- _Brief_: From the data below, repeat exactly the lines from the line with "for (old, new)" to the line with "for flag columns", both included.

- _Input data_:

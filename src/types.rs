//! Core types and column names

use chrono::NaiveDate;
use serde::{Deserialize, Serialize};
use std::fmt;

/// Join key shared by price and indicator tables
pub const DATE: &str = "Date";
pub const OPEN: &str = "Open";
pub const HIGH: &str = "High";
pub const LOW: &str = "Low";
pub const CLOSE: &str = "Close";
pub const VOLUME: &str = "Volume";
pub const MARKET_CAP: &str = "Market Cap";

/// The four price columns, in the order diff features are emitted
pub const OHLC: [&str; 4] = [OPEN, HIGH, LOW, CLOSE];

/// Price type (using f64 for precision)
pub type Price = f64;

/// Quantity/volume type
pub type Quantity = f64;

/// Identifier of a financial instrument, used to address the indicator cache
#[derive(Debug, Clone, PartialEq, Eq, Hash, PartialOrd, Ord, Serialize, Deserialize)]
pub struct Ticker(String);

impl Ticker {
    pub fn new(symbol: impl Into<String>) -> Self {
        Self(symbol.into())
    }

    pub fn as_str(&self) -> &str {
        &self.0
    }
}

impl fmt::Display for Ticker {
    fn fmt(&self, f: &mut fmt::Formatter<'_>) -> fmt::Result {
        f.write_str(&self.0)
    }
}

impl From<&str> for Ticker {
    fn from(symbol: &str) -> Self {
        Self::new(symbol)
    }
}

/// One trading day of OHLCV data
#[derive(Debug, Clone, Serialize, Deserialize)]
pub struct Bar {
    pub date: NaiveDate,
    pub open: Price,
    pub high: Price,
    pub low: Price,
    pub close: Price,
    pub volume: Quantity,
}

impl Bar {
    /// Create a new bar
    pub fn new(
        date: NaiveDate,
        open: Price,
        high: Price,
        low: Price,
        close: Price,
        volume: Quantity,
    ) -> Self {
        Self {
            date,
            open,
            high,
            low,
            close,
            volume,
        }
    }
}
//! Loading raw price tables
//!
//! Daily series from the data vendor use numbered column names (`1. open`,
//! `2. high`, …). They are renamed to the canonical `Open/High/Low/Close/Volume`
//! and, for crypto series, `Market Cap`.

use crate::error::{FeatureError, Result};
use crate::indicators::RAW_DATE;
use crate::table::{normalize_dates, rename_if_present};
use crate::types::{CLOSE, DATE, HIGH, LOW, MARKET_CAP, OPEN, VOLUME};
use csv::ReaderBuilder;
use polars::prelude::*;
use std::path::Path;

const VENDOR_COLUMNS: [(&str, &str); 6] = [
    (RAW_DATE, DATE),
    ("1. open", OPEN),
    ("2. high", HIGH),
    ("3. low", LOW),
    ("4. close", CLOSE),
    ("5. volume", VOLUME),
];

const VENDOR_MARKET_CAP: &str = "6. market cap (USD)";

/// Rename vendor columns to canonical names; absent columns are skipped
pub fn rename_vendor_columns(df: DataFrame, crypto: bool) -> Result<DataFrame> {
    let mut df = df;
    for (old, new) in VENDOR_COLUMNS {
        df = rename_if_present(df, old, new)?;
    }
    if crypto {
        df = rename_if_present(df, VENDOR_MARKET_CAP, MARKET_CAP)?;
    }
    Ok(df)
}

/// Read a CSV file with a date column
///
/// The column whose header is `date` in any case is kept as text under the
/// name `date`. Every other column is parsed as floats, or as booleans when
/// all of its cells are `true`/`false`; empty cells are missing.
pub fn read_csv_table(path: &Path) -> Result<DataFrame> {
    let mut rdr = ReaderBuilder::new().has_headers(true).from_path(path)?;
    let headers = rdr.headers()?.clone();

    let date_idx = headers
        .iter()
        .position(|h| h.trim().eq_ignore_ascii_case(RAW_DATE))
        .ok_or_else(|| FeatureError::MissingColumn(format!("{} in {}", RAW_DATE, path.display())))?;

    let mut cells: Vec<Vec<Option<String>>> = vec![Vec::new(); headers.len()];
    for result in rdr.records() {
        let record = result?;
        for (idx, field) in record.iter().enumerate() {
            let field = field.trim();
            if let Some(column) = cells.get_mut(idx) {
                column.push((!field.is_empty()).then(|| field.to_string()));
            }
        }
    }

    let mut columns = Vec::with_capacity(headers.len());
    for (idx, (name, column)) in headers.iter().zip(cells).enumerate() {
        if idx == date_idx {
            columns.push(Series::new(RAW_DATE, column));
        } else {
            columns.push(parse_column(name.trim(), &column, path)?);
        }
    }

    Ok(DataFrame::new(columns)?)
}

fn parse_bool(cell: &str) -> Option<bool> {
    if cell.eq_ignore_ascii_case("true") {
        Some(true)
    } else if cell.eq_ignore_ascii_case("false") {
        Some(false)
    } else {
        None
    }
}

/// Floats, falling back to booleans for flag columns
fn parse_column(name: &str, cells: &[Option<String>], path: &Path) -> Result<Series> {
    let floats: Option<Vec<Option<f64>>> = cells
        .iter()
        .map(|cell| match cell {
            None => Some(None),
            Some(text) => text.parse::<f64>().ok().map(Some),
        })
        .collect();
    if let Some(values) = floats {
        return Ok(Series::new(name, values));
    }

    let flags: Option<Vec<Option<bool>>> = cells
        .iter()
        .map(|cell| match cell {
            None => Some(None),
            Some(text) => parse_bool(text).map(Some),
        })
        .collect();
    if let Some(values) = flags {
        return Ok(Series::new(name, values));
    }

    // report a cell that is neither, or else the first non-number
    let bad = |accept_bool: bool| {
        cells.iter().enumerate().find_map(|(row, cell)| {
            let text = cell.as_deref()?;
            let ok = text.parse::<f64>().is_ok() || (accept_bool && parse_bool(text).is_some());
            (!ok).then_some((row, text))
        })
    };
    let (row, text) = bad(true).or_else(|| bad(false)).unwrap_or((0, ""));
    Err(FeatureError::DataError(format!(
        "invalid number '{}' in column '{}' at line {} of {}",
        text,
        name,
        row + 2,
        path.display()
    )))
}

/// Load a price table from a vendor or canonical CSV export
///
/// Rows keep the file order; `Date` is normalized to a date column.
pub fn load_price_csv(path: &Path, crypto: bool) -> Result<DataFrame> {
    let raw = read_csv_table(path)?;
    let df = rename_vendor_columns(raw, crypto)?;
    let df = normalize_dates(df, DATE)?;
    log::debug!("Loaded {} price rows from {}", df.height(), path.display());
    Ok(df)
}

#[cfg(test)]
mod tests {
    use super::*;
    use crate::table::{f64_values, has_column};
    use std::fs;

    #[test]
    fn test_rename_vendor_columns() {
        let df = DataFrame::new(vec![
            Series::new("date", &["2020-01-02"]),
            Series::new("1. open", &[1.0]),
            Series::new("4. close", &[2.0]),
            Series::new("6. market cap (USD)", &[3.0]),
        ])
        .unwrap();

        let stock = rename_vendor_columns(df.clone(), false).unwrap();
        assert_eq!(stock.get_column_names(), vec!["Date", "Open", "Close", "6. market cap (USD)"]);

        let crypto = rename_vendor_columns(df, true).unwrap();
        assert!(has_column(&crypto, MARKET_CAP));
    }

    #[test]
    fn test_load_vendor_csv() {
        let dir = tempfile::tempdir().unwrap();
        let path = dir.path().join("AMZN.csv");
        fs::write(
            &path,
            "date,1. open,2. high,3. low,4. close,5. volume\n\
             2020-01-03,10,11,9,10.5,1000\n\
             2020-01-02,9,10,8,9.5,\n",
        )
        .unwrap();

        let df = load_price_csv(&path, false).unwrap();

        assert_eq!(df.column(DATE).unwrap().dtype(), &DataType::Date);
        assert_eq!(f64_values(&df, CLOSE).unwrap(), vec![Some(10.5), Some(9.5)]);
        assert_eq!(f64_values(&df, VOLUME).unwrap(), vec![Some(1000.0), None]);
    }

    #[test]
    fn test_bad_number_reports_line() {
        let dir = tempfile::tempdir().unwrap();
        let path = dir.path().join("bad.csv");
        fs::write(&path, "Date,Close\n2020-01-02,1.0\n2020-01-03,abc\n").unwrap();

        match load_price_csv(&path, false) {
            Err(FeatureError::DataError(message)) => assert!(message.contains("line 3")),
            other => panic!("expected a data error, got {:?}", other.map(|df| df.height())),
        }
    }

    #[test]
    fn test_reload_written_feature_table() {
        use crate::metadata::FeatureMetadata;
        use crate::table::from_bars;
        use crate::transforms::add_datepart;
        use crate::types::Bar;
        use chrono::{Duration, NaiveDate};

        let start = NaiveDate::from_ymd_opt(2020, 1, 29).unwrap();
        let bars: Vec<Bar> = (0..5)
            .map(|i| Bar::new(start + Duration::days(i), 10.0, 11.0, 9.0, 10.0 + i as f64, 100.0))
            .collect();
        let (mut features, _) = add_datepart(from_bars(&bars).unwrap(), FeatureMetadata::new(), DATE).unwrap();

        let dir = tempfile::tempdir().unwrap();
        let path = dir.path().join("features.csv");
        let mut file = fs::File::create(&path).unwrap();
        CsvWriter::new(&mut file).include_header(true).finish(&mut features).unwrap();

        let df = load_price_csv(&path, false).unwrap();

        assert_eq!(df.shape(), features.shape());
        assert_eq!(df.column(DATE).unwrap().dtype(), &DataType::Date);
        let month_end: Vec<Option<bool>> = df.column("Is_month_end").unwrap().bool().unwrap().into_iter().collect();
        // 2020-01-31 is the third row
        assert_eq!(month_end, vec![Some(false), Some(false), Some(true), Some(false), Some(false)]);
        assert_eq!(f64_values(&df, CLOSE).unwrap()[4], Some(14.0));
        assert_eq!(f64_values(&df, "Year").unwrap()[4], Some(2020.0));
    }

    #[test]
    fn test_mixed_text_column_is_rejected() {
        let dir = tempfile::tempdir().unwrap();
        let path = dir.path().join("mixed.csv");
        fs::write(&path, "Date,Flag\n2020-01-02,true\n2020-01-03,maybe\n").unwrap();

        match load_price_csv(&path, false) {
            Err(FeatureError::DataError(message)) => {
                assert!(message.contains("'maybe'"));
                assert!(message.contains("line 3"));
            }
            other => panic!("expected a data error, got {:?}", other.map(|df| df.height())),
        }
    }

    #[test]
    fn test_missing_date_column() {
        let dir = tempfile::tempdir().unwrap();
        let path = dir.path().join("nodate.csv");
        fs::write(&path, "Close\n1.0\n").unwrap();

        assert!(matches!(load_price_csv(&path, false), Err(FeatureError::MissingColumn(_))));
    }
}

- _Output for this task_:
    for (old, new) in VENDOR_COLUMNS {
        df = rename_if_present(df, old, new)?;
    }
    if crypto {
        df = rename_if_present(df, VENDOR_MARKET_CAP, MARKET_CAP)?;
    }
    Ok(df)
}

/// Read a CSV file with a date column
///
/// The column whose header is `date` in any case is kept as text under the
/// name `date`. Every other column is parsed as floats, or as booleans when
/// all of its cells are `true`/`false`; empty cells are missing.
pub fn read_csv_table(path: &Path) -> Result<DataFrame> {
    let mut rdr = ReaderBuilder::new().has_headers(true).from_path(path)?;
    let headers = rdr.headers()?.clone();

    let date_idx = headers
        .iter()
        .position(|h| h.trim().eq_ignore_ascii_case(RAW_DATE))
        .ok_or_else(|| FeatureError::MissingColumn(format!("{} in {}", RAW_DATE, path.display())))?;

    let mut cells: Vec<Vec<Option<String>>> = vec![Vec::new(); headers.len()];
    for result in rdr.records() {
        let record = result?;
        for (idx, field) in record.iter().enumerate() {
            let field = field.trim();
            if let Some(column) = cells.get_mut(idx) {
                column.push((!field.is_empty()).then(|| field.to_string()));
            }
        }
    }

    let mut columns = Vec::with_capacity(headers.len());
    for (idx, (name, column)) in headers.iter().zip(cells).enumerate() {
        if idx == date_idx {
            columns.push(Series::new(RAW_DATE, column));
        } else {
            columns.push(parse_column(name.trim(), &column, path)?);
        }
    }

    Ok(DataFrame::new(columns)?)
}

fn parse_bool(cell: &str) -> Option<bool> {
    if cell.eq_ignore_ascii_case("true") {
        Some(true)
    } else if cell.eq_ignore_ascii_case("false") {
        Some(false)
    } else {
        None
    }
}

/// Floats, falling back to booleans for flag columns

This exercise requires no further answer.